Below Chihuahua sprawls a vast plain, mostly agricultural, largely uninteresting and broken only occasionally by an outstretched leg of the Sierra Madre Occidental. At Jiménez the road divides; Hwy-49 heads straight down through Gómez Palacio and Torreón, while Hwy-45 curves westwards to Durango.
On the longer route, Durango is the first of the Spanish colonial towns that distinguish Mexico’s heartland, and it’s certainly the most attractive city between here and the US border. That said, it’s a good eight to ten hours on the bus from Chihuahua, so you might consider breaking the journey in Hidalgo del Parral.
Although the Sierra Madre still looms on the western horizon, the country around Durango itself is flat. Just two low hills mark out the city from the plain: the Cerro del Mercado, a giant lump of iron ore that testifies to the area’s mineral wealth, rises squat and black to the north, while to the west a climb up the Cerro de los Remedios provides a wonderful panorama over the whole city. Officially named Victoria de Durango, the city, with its nearly 550,000 inhabitants, sits between these two hills in the Valle del Guadiana. Highways 45 and 40 intersect here, making it an important transport junction between the coast and the interior cities of Torréon, Saltillo and Monterrey, but the town is worth a visit of a day or two in its own right, with beautiful colonial architecture and evocative film sets where the likes of John Wayne made movies in the 1960s. The people, too, are a charismatic and gregarious bunch whose hospitality comes as a charming respite from the north.

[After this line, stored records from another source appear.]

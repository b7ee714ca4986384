//! Route definitions for the employee side of supplier requests.

use axum::routing::{get, post};
use axum::Router;

use crate::handlers::supply;
use crate::state::AppState;

/// Routes mounted at `/delivery-requests`.
///
/// ```text
/// GET    /                          -> list_requests
/// POST   /                          -> create_request
/// GET    /{id}                      -> get_request
/// POST   /{id}/status               -> change_request_status
/// GET    /{id}/acceptance-act       -> get_acceptance_act
/// POST   /{id}/acceptance-act       -> create_acceptance_act
/// ```
pub fn router() -> Router<AppState> {
    Router::new()
        .route(
            "/",
            get(supply::list_requests).post(supply::create_request),
        )
        .route("/{id}", get(supply::get_request))
        .route("/{id}/status", post(supply::change_request_status))
        .route(
            "/{id}/acceptance-act",
            get(supply::get_acceptance_act).post(supply::create_acceptance_act),
        )
}

/// Routes mounted at `/supplies`.
pub fn supplies_router() -> Router<AppState> {
    Router::new().route("/", get(supply::list_supplies))
}
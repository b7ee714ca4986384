pub mod admin;
pub mod catalog;
pub mod delivery;
pub mod directory;
pub mod employee_auth;
pub mod equipment;
pub mod notification;
pub mod orders;
pub mod session;
pub mod storage;
pub mod supply;
pub mod visitor_auth;
pub mod write_off;

use serde::Deserialize;

/// Request body shared by every `POST .../status` endpoint.
///
/// The status is kept as a string and parsed by the handler so an unknown
/// value yields the usual `VALIDATION_ERROR` body.
#[derive(Debug, Deserialize)]
pub struct StatusRequest {
    pub status: String,
}
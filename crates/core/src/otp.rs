//! One-time codes for visitor e-mail verification.
//!
//! A pending registration stores only the hash of its code, bound to the
//! e-mail address so a code issued for one address never verifies another.

use chrono::Duration;
use rand::Rng;

use crate::error::CoreError;
use crate::hashing::sha256_hex;
use crate::types::Timestamp;

/// Number of digits in a verification code.
pub const CODE_LENGTH: usize = 6;

/// Minimum delay between two codes sent to the same address.
pub const RESEND_COOLDOWN_SECS: i64 = 60;

/// Generate a zero-padded numeric code of [`CODE_LENGTH`] digits.
pub fn generate_code() -> String {
    let n: u32 = rand::rng().random_range(0..1_000_000);
    format!("{n:06}")
}

/// Hash a code for storage. The e-mail is part of the digest input.
pub fn hash_code(email: &str, code: &str) -> String {
    sha256_hex(format!("{email}:{}", code.trim()).as_bytes())
}

/// Snapshot of a pending verification as needed to accept or refuse a code.
#[derive(Debug, Clone, Copy)]
pub struct VerificationState {
    pub attempts: i32,
    pub max_attempts: i32,
    pub expires_at: Timestamp,
    pub sent_at: Timestamp,
}

impl VerificationState {
    /// Whether another code may be checked at `now`.
    pub fn check(&self, now: Timestamp) -> Result<(), CoreError> {
        if self.attempts >= self.max_attempts {
            return Err(CoreError::Forbidden(
                "Too many incorrect codes. Request a new one.".to_string(),
            ));
        }
        if now >= self.expires_at {
            return Err(CoreError::Validation(
                "Verification code expired. Request a new one.".to_string(),
            ));
        }
        Ok(())
    }

    /// Whether a fresh code may be sent at `now`.
    pub fn check_resend(&self, now: Timestamp) -> Result<(), CoreError> {
        let ready_at = self.sent_at + Duration::seconds(RESEND_COOLDOWN_SECS);
        if now < ready_at {
            let wait = (ready_at - now).num_seconds().max(1);
            return Err(CoreError::Conflict(format!(
                "A code was sent recently. Try again in {wait} seconds."
            )));
        }
        Ok(())
    }
}
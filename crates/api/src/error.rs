use axum::http::StatusCode;
use axum::response::{IntoResponse, Response};
use serde_json::json;
use warehub_core::error::CoreError;

/// Application-level error type for HTTP handlers.
///
/// Wraps [`CoreError`] for domain errors and adds HTTP-specific variants.
/// Implements [`IntoResponse`] to produce consistent JSON error responses.
#[derive(Debug, thiserror::Error)]
pub enum AppError {
    /// A domain-level error from `warehub_core`.
    #[error(transparent)]
    Core(#[from] CoreError),

    /// A database error from sqlx.
    #[error("Database error: {0}")]
    Database(#[from] sqlx::Error),

    /// A bad request with a human-readable message.
    #[error("Bad request: {0}")]
    BadRequest(String),

    /// An internal error with a human-readable message.
    #[error("Internal error: {0}")]
    InternalError(String),
}

/// Convenience type alias for handler return values.
pub type AppResult<T> = Result<T, AppError>;

impl AppError {
    pub fn not_found(entity: &'static str, id: warehub_core::types::DbId) -> Self {
        AppError::Core(CoreError::NotFound { entity, id })
    }
}

impl IntoResponse for AppError {
    fn into_response(self) -> Response {
        let (status, code, message) = match &self {
            // --- CoreError variants ---
            AppError::Core(core) => match core {
                CoreError::NotFound { entity, id } => (
                    StatusCode::NOT_FOUND,
                    "NOT_FOUND",
                    format!("{entity} with id {id} not found"),
                ),
                CoreError::Validation(msg) => {
                    (StatusCode::BAD_REQUEST, "VALIDATION_ERROR", msg.clone())
                }
                CoreError::Conflict(msg) => (StatusCode::CONFLICT, "CONFLICT", msg.clone()),
                CoreError::Unauthorized(msg) => {
                    (StatusCode::UNAUTHORIZED, "UNAUTHORIZED", msg.clone())
                }
                CoreError::Forbidden(msg) => (StatusCode::FORBIDDEN, "FORBIDDEN", msg.clone()),
                CoreError::Internal(msg) => {
                    tracing::error!(error = %msg, "Internal core error");
                    (
                        StatusCode::INTERNAL_SERVER_ERROR,
                        "INTERNAL_ERROR",
                        "An internal error occurred".to_string(),
                    )
                }
            },

            // --- Database errors ---
            AppError::Database(err) => classify_sqlx_error(err),

            // --- HTTP-specific errors ---
            AppError::BadRequest(msg) => (StatusCode::BAD_REQUEST, "BAD_REQUEST", msg.clone()),
            AppError::InternalError(msg) => {
                tracing::error!(error = %msg, "Internal error");
                (
                    StatusCode::INTERNAL_SERVER_ERROR,
                    "INTERNAL_ERROR",
                    "An internal error occurred".to_string(),
                )
            }
        };

        let body = json!({
            "error": message,
            "code": code,
        });

        (status, axum::Json(body)).into_response()
    }
}

/// Classify a sqlx error into an HTTP status, error code, and message.
///
/// - `RowNotFound` maps to 404.
/// - Unique constraint violations (constraint name starting with `uq_`) map to 409.
/// - Foreign key violations map to 409: the row is still referenced, or
///   references something that does not exist.
/// - Everything else maps to 500 with a sanitized message.
fn classify_sqlx_error(err: &sqlx::Error) -> (StatusCode, &'static str, String) {
    match err {
        sqlx::Error::RowNotFound => (
            StatusCode::NOT_FOUND,
            "NOT_FOUND",
            "Resource not found".to_string(),
        ),
        sqlx::Error::Database(db_err) => {
            match db_err.code().as_deref() {
                // PostgreSQL unique constraint violation
                Some("23505") => {
                    let constraint = db_err.constraint().unwrap_or("unknown");
                    if constraint.starts_with("uq_") {
                        return (
                            StatusCode::CONFLICT,
                            "CONFLICT",
                            format!("Duplicate value violates unique constraint: {constraint}"),
                        );
                    }
                }
                // PostgreSQL foreign key violation
                Some("23503") => {
                    let constraint = db_err.constraint().unwrap_or("unknown");
                    return (
                        StatusCode::CONFLICT,
                        "CONFLICT",
                        format!(
                            "Record is referenced by other records or references a missing one: {constraint}"
                        ),
                    );
                }
                // CHECK constraint violation
                Some("23514") => {
                    let constraint = db_err.constraint().unwrap_or("unknown");
                    return (
                        StatusCode::BAD_REQUEST,
                        "VALIDATION_ERROR",
                        format!("Value violates check constraint: {constraint}"),
                    );
                }
                _ => {}
            }
            tracing::error!(error = %db_err, "Database error");
            (
                StatusCode::INTERNAL_SERVER_ERROR,
                "INTERNAL_ERROR",
                "An internal error occurred".to_string(),
            )
        }
        other => {
            tracing::error!(error = %other, "Database error");
            (
                StatusCode::INTERNAL_SERVER_ERROR,
                "INTERNAL_ERROR",
                "An internal error occurred".to_string(),
            )
        }
    }
}

#[cfg(test)]
mod tests {
    use super::*;

    #[test]
    fn core_errors_map_to_statuses() {
        let cases = [
            (AppError::not_found("Order", 7), StatusCode::NOT_FOUND),
            (
                AppError::Core(CoreError::Validation("bad".into())),
                StatusCode::BAD_REQUEST,
            ),
            (
                AppError::Core(CoreError::Conflict("dup".into())),
                StatusCode::CONFLICT,
            ),
            (
                AppError::Core(CoreError::Unauthorized("who".into())),
                StatusCode::UNAUTHORIZED,
            ),
            (
                AppError::Core(CoreError::Forbidden("no".into())),
                StatusCode::FORBIDDEN,
            ),
            (
                AppError::InternalError("boom".into()),
                StatusCode::INTERNAL_SERVER_ERROR,
            ),
        ];
        for (err, status) in cases {
            assert_eq!(err.into_response().status(), status);
        }
    }

    #[test]
    fn row_not_found_is_404() {
        let response = AppError::Database(sqlx::Error::RowNotFound).into_response();
        assert_eq!(response.status(), StatusCode::NOT_FOUND);
    }
}
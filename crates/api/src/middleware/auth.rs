//! JWT-based authentication extractors for Axum handlers.
//!
//! There are two independent chains: [`AuthEmployee`] accepts only tokens
//! issued by the employee login, [`AuthVisitor`] only those issued by the
//! visitor login. Presenting the wrong kind is treated as unauthenticated.

use axum::extract::FromRequestParts;
use axum::http::request::Parts;
use warehub_core::error::CoreError;
use warehub_core::roles::{PrincipalKind, Role};
use warehub_core::types::DbId;
use warehub_events::EventActor;

use crate::auth::jwt::{validate_token, Claims};
use crate::error::AppError;
use crate::state::AppState;

/// Authenticated employee extracted from a Bearer token.
///
/// ```ignore
/// async fn my_handler(employee: AuthEmployee) -> AppResult<Json<()>> {
///     tracing::info!(employee_id = employee.employee_id, role = %employee.role, "handling request");
///     Ok(Json(()))
/// }
/// ```
#[derive(Debug, Clone, Copy)]
pub struct AuthEmployee {
    pub employee_id: DbId,
    pub role: Role,
}

/// Authenticated visitor (client or supplier) extracted from a Bearer token.
#[derive(Debug, Clone, Copy)]
pub struct AuthVisitor {
    pub visitor_id: DbId,
    pub role: Role,
}

impl AuthEmployee {
    pub fn actor(&self) -> EventActor {
        EventActor {
            kind: PrincipalKind::Employee,
            id: self.employee_id,
            role: self.role,
        }
    }
}

impl AuthVisitor {
    pub fn actor(&self) -> EventActor {
        EventActor {
            kind: PrincipalKind::Visitor,
            id: self.visitor_id,
            role: self.role,
        }
    }
}

/// Decode the Bearer token and require the given principal kind.
fn claims_of_kind(
    parts: &Parts,
    state: &AppState,
    kind: PrincipalKind,
) -> Result<(Claims, Role), AppError> {
    let auth_header = parts
        .headers
        .get("authorization")
        .and_then(|v| v.to_str().ok())
        .ok_or_else(|| {
            AppError::Core(CoreError::Unauthorized(
                "Missing Authorization header".into(),
            ))
        })?;

    let token = auth_header.strip_prefix("Bearer ").ok_or_else(|| {
        AppError::Core(CoreError::Unauthorized(
            "Invalid Authorization format. Expected: Bearer <token>".into(),
        ))
    })?;

    let claims = validate_token(token, &state.config.jwt).map_err(|_| {
        AppError::Core(CoreError::Unauthorized("Invalid or expired token".into()))
    })?;

    if claims.kind != kind {
        return Err(AppError::Core(CoreError::Unauthorized(format!(
            "This endpoint requires a {} token",
            kind.as_str()
        ))));
    }

    let role = Role::from_str_db(&claims.role)
        .ok()
        .filter(|r| r.kind() == kind)
        .ok_or_else(|| AppError::Core(CoreError::Unauthorized("Invalid token role".into())))?;

    Ok((claims, role))
}

impl FromRequestParts<AppState> for AuthEmployee {
    type Rejection = AppError;

    async fn from_request_parts(
        parts: &mut Parts,
        state: &AppState,
    ) -> Result<Self, Self::Rejection> {
        let (claims, role) = claims_of_kind(parts, state, PrincipalKind::Employee)?;
        Ok(AuthEmployee {
            employee_id: claims.sub,
            role,
        })
    }
}

impl FromRequestParts<AppState> for AuthVisitor {
    type Rejection = AppError;

    async fn from_request_parts(
        parts: &mut Parts,
        state: &AppState,
    ) -> Result<Self, Self::Rejection> {
        let (claims, role) = claims_of_kind(parts, state, PrincipalKind::Visitor)?;
        Ok(AuthVisitor {
            visitor_id: claims.sub,
            role,
        })
    }
}
//! Route definitions for the employee side of `/orders`.

use axum::routing::{get, post};
use axum::Router;

use crate::handlers::orders;
use crate::state::AppState;

/// Routes mounted at `/orders`.
///
/// ```text
/// GET    /                          -> list_orders (?status=&client_id=)
/// GET    /{id}                      -> get_order
/// POST   /{id}/status               -> change_order_status
/// GET    /{id}/comments             -> list_comments
/// POST   /{id}/comments             -> add_comment
/// ```
pub fn router() -> Router<AppState> {
    Router::new()
        .route("/", get(orders::list_orders))
        .route("/{id}", get(orders::get_order))
        .route("/{id}/status", post(orders::change_order_status))
        .route(
            "/{id}/comments",
            get(orders::list_comments).post(orders::add_comment),
        )
}
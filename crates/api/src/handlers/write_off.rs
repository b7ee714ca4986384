//! Handlers for write-off acts.
//!
//! Storekeepers file acts against a stock line; a director approves or
//! rejects them. Approval decrements the stock in the same transaction.

use axum::extract::{Path, Query, State};
use axum::http::StatusCode;
use axum::Json;
use serde::Deserialize;
use serde_json::json;
use warehub_core::error::CoreError;
use warehub_core::statuses::WriteOffActStatus;
use warehub_core::types::DbId;
use warehub_core::validation::{validate_name, validate_positive_quantity, validate_text};
use warehub_core::workflow::{check_transition, WRITE_OFF_TRANSITIONS};
use warehub_db::models::write_off::{CreateWriteOffAct, WriteOffAct, WriteOffFilter};
use warehub_db::repositories::{ApprovalOutcome, StorageZoneRepo, WriteOffActRepo, ZoneProductRepo};
use warehub_events::bus::{WRITE_OFF_CREATED, WRITE_OFF_DECIDED};
use warehub_events::DomainEvent;

use crate::error::{AppError, AppResult};
use crate::middleware::auth::AuthEmployee;
use crate::middleware::rbac::{RequireDirector, RequireStorekeeper};
use crate::response::DataResponse;
use crate::state::AppState;

/// Request body for `POST /write-off-acts`.
#[derive(Debug, Deserialize)]
pub struct CreateWriteOffRequest {
    pub zone_id: DbId,
    pub product_id: DbId,
    pub quantity: i32,
    pub reason: String,
}

/// Optional note attached to a decision.
#[derive(Debug, Default, Deserialize)]
pub struct DecisionRequest {
    pub note: Option<String>,
}

/// GET /api/v1/write-off-acts?status=&limit=&offset=
pub async fn list_acts(
    State(state): State<AppState>,
    _employee: AuthEmployee,
    Query(mut filter): Query<WriteOffFilter>,
) -> AppResult<Json<DataResponse<Vec<WriteOffAct>>>> {
    filter.status = filter
        .status
        .as_deref()
        .map(|s| WriteOffActStatus::from_str_db(s.trim()).map(|s| s.as_str().to_string()))
        .transpose()?;
    let acts = WriteOffActRepo::list(&state.pool, &filter).await?;
    Ok(Json(DataResponse { data: acts }))
}

/// POST /api/v1/write-off-acts
///
/// The zone must currently hold the product; the quantity is checked again
/// at approval time.
pub async fn create_act(
    State(state): State<AppState>,
    RequireStorekeeper(storekeeper): RequireStorekeeper,
    Json(input): Json<CreateWriteOffRequest>,
) -> AppResult<(StatusCode, Json<DataResponse<WriteOffAct>>)> {
    validate_positive_quantity(input.quantity)?;
    let reason = input.reason.trim().to_string();
    validate_name("Reason", &reason)?;
    validate_text("Reason", &reason)?;

    StorageZoneRepo::find_by_id(&state.pool, input.zone_id)
        .await?
        .ok_or_else(|| AppError::not_found("StorageZone", input.zone_id))?;
    let held = ZoneProductRepo::list_by_zone(&state.pool, input.zone_id)
        .await?
        .into_iter()
        .find(|l| l.product_id == input.product_id)
        .map_or(0, |l| l.quantity);
    if held < input.quantity {
        return Err(AppError::Core(CoreError::Validation(format!(
            "Zone {} holds {held} unit(s) of product {}",
            input.zone_id, input.product_id
        ))));
    }

    let act = WriteOffActRepo::create(
        &state.pool,
        &CreateWriteOffAct {
            zone_id: input.zone_id,
            product_id: input.product_id,
            quantity: input.quantity,
            reason,
            created_by: storekeeper.employee_id,
        },
    )
    .await?;

    tracing::info!(act_id = act.id, zone_id = act.zone_id, quantity = act.quantity, "Write-off act filed");
    state.publish(
        DomainEvent::new(WRITE_OFF_CREATED)
            .with_entity("write_off_act", act.id)
            .with_actor(storekeeper.actor())
            .with_payload(json!({ "created_by": act.created_by, "quantity": act.quantity })),
    );
    Ok((StatusCode::CREATED, Json(DataResponse { data: act })))
}

/// GET /api/v1/write-off-acts/{id}
pub async fn get_act(
    State(state): State<AppState>,
    _employee: AuthEmployee,
    Path(id): Path<DbId>,
) -> AppResult<Json<DataResponse<WriteOffAct>>> {
    let act = WriteOffActRepo::find_by_id(&state.pool, id)
        .await?
        .ok_or_else(|| AppError::not_found("WriteOffAct", id))?;
    Ok(Json(DataResponse { data: act }))
}

/// POST /api/v1/write-off-acts/{id}/approve
pub async fn approve_act(
    State(state): State<AppState>,
    RequireDirector(director): RequireDirector,
    Path(id): Path<DbId>,
    body: Option<Json<DecisionRequest>>,
) -> AppResult<Json<DataResponse<WriteOffAct>>> {
    let note = decision_note(body)?;
    precheck(&state, id, WriteOffActStatus::Approved, &director).await?;

    let outcome = WriteOffActRepo::approve(&state.pool, id, director.employee_id, note.as_deref())
        .await?
        .ok_or_else(|| AppError::not_found("WriteOffAct", id))?;
    let act = match outcome {
        ApprovalOutcome::Approved(act) => act,
        ApprovalOutcome::NotPending(act) => {
            return Err(AppError::Core(CoreError::Conflict(format!(
                "Write-off act {id} was already decided ('{}')",
                act.status
            ))));
        }
        ApprovalOutcome::InsufficientStock { available } => {
            return Err(AppError::Core(CoreError::Conflict(format!(
                "Not enough stock to write off: {available} unit(s) left in the zone"
            ))));
        }
    };

    tracing::info!(act_id = id, director_id = director.employee_id, "Write-off approved");
    publish_decision(&state, &act, &director);
    Ok(Json(DataResponse { data: act }))
}

/// POST /api/v1/write-off-acts/{id}/reject
pub async fn reject_act(
    State(state): State<AppState>,
    RequireDirector(director): RequireDirector,
    Path(id): Path<DbId>,
    body: Option<Json<DecisionRequest>>,
) -> AppResult<Json<DataResponse<WriteOffAct>>> {
    let note = decision_note(body)?;
    precheck(&state, id, WriteOffActStatus::Rejected, &director).await?;

    let act = WriteOffActRepo::reject(&state.pool, id, director.employee_id, note.as_deref())
        .await?
        .ok_or_else(|| {
            AppError::Core(CoreError::Conflict(format!(
                "Write-off act {id} was already decided"
            )))
        })?;

    tracing::info!(act_id = id, director_id = director.employee_id, "Write-off rejected");
    publish_decision(&state, &act, &director);
    Ok(Json(DataResponse { data: act }))
}

fn decision_note(body: Option<Json<DecisionRequest>>) -> AppResult<Option<String>> {
    let note = body
        .and_then(|Json(b)| b.note)
        .map(|n| n.trim().to_string())
        .filter(|n| !n.is_empty());
    if let Some(note) = &note {
        validate_text("Decision note", note)?;
    }
    Ok(note)
}

/// Existence and workflow check before the locking repository call.
async fn precheck(
    state: &AppState,
    id: DbId,
    target: WriteOffActStatus,
    director: &AuthEmployee,
) -> AppResult<()> {
    let act = WriteOffActRepo::find_by_id(&state.pool, id)
        .await?
        .ok_or_else(|| AppError::not_found("WriteOffAct", id))?;
    let from = WriteOffActStatus::from_str_db(&act.status)?;
    check_transition(WRITE_OFF_TRANSITIONS, "write-off act", from, target, director.role)?;
    Ok(())
}

fn publish_decision(state: &AppState, act: &WriteOffAct, director: &AuthEmployee) {
    state.publish(
        DomainEvent::new(WRITE_OFF_DECIDED)
            .with_entity("write_off_act", act.id)
            .with_actor(director.actor())
            .with_payload(json!({ "created_by": act.created_by, "status": act.status })),
    );
}
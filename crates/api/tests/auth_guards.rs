//! Authentication and role checks that reject a request before any
//! database access. The pool is lazy and never connects.

mod common;

use axum::http::StatusCode;
use common::{
    body_json, employee_token, get, get_auth, post_json_auth, token_for,
};
use serde_json::json;
use sqlx::postgres::PgPoolOptions;
use warehub_core::roles::{PrincipalKind, Role};

fn lazy_app() -> axum::Router {
    let pool = PgPoolOptions::new()
        .connect_lazy("postgres://nobody@127.0.0.1:1/unused")
        .expect("lazy pool should be created");
    common::build_test_app(pool)
}

#[tokio::test]
async fn missing_token_is_unauthorized() {
    let response = get(lazy_app(), "/api/v1/warehouses").await;
    assert_eq!(response.status(), StatusCode::UNAUTHORIZED);

    let json = body_json(response).await;
    assert_eq!(json["code"], "UNAUTHORIZED");
}

#[tokio::test]
async fn garbage_token_is_unauthorized() {
    let response = get_auth(lazy_app(), "/api/v1/warehouses", "not-a-jwt").await;
    assert_eq!(response.status(), StatusCode::UNAUTHORIZED);
}

#[tokio::test]
async fn visitor_token_is_refused_on_employee_routes() {
    let token = token_for(PrincipalKind::Visitor, 1, Role::Client);
    let response = get_auth(lazy_app(), "/api/v1/orders", &token).await;
    assert_eq!(response.status(), StatusCode::UNAUTHORIZED);
}

#[tokio::test]
async fn employee_token_is_refused_on_visitor_routes() {
    let token = employee_token(1, Role::Admin);
    let response = get_auth(lazy_app(), "/api/v1/visitor/orders", &token).await;
    assert_eq!(response.status(), StatusCode::UNAUTHORIZED);
}

#[tokio::test]
async fn driver_cannot_create_warehouses() {
    let token = employee_token(1, Role::Driver);
    let body = json!({ "name": "Main", "address": "1 Dock Road" });
    let response = post_json_auth(lazy_app(), "/api/v1/warehouses", body, &token).await;
    assert_eq!(response.status(), StatusCode::FORBIDDEN);

    let json = body_json(response).await;
    assert_eq!(json["code"], "FORBIDDEN");
}

#[tokio::test]
async fn only_admin_reaches_employee_administration() {
    for role in [Role::Director, Role::Manager, Role::Storekeeper] {
        let token = employee_token(1, role);
        let response = get_auth(lazy_app(), "/api/v1/admin/employees", &token).await;
        assert_eq!(response.status(), StatusCode::FORBIDDEN, "role {role}");
    }
}

#[tokio::test]
async fn storekeeper_cannot_decide_write_offs() {
    let token = employee_token(1, Role::Storekeeper);
    let response = post_json_auth(
        lazy_app(),
        "/api/v1/write-off-acts/1/approve",
        json!({}),
        &token,
    )
    .await;
    assert_eq!(response.status(), StatusCode::FORBIDDEN);
}

#[tokio::test]
async fn client_cannot_use_supplier_routes() {
    let token = token_for(PrincipalKind::Visitor, 1, Role::Client);
    let response = get_auth(lazy_app(), "/api/v1/visitor/delivery-requests", &token).await;
    assert_eq!(response.status(), StatusCode::FORBIDDEN);
}

#[tokio::test]
async fn only_drivers_have_a_task_list() {
    let token = employee_token(1, Role::Admin);
    let response = get_auth(lazy_app(), "/api/v1/driver/tasks", &token).await;
    assert_eq!(response.status(), StatusCode::FORBIDDEN);
}
//! Product image storage under the configured media directory.
//!
//! The format is decided from the file content, never from the client's
//! file name or content type. Files are written as
//! `products/{product_id}-{uuid}.{ext}` and served under `/media`.

use std::path::Path;

use image::ImageFormat;
use uuid::Uuid;
use warehub_core::error::CoreError;
use warehub_core::types::DbId;

/// Accepted upload formats.
#[derive(Debug, Clone, Copy, PartialEq, Eq)]
pub enum ImageKind {
    Png,
    Jpeg,
    WebP,
}

impl ImageKind {
    pub fn extension(&self) -> &'static str {
        match self {
            Self::Png => "png",
            Self::Jpeg => "jpg",
            Self::WebP => "webp",
        }
    }
}

/// Sniff the image format from its leading bytes.
pub fn detect_image(bytes: &[u8]) -> Result<ImageKind, CoreError> {
    match image::guess_format(bytes) {
        Ok(ImageFormat::Png) => Ok(ImageKind::Png),
        Ok(ImageFormat::Jpeg) => Ok(ImageKind::Jpeg),
        Ok(ImageFormat::WebP) => Ok(ImageKind::WebP),
        Ok(other) => Err(CoreError::Validation(format!(
            "Unsupported image format {other:?}. Use PNG, JPEG or WebP"
        ))),
        Err(_) => Err(CoreError::Validation(
            "Uploaded file is not a recognised image".into(),
        )),
    }
}

/// Write an image for a product and return its path relative to `media_dir`.
pub async fn store_product_image(
    media_dir: &Path,
    product_id: DbId,
    kind: ImageKind,
    bytes: &[u8],
) -> std::io::Result<String> {
    let relative = format!(
        "products/{product_id}-{}.{}",
        Uuid::new_v4().simple(),
        kind.extension()
    );
    let full = media_dir.join(&relative);
    if let Some(parent) = full.parent() {
        tokio::fs::create_dir_all(parent).await?;
    }
    tokio::fs::write(&full, bytes).await?;
    Ok(relative)
}

/// Remove a previously stored file. Missing files are not an error.
pub async fn remove_media_file(media_dir: &Path, relative: &str) {
    // Stored paths never contain `..`; refuse anything else.
    if relative.contains("..") {
        return;
    }
    match tokio::fs::remove_file(media_dir.join(relative)).await {
        Ok(()) => {}
        Err(e) if e.kind() == std::io::ErrorKind::NotFound => {}
        Err(e) => tracing::warn!(error = %e, path = relative, "Failed to remove media file"),
    }
}

#[cfg(test)]
mod tests {
    use super::*;

    const PNG_HEADER: &[u8] = &[0x89, b'P', b'N', b'G', 0x0D, 0x0A, 0x1A, 0x0A, 0, 0, 0, 0x0D];
    const JPEG_HEADER: &[u8] = &[0xFF, 0xD8, 0xFF, 0xE0, 0, 0x10, b'J', b'F', b'I', b'F'];

    #[test]
    fn detects_png_and_jpeg_by_content() {
        assert_eq!(detect_image(PNG_HEADER).unwrap(), ImageKind::Png);
        assert_eq!(detect_image(JPEG_HEADER).unwrap(), ImageKind::Jpeg);
    }

    #[test]
    fn rejects_non_images() {
        assert!(detect_image(b"hello, this is plain text").is_err());
        assert!(detect_image(&[]).is_err());
    }

    #[tokio::test]
    async fn stores_and_removes_a_file() {
        let dir = tempfile::tempdir().expect("tempdir");
        let relative = store_product_image(dir.path(), 5, ImageKind::Png, PNG_HEADER)
            .await
            .expect("write should succeed");
        assert!(relative.starts_with("products/5-"));
        assert!(relative.ends_with(".png"));
        assert!(dir.path().join(&relative).exists());

        remove_media_file(dir.path(), &relative).await;
        assert!(!dir.path().join(&relative).exists());
        // Second removal is a no-op.
        remove_media_file(dir.path(), &relative).await;
    }
}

Durango’s fiesta, on July 8, celebrates the city’s foundation on that day in 1563 by Francisco de Ibarra. Festivities commence several days before and run right through till the fiesta of the Virgen del Refugio on July 22 – well worth going out of your way for, though rooms are booked solid.
Almost all the monuments in downtown Durango are clustered in a few streets around the Plaza de Armas and the huge covered market nearby. On the plaza itself is the Catedral Basílica Menor its two robust domed towers dwarfing the narrow facade. It’s a typical Mexican church in every way: externally imposing, weighty and Baroque, with a magnificent setting overlooking the plaza, but the interior is ultimately disappointing – dim and uninspired by comparison. Much better is the opulent collection of religious art and historical artefacts within the cathedral’s Museo de Art Sacro; enter on Negrete, behind the cathedral.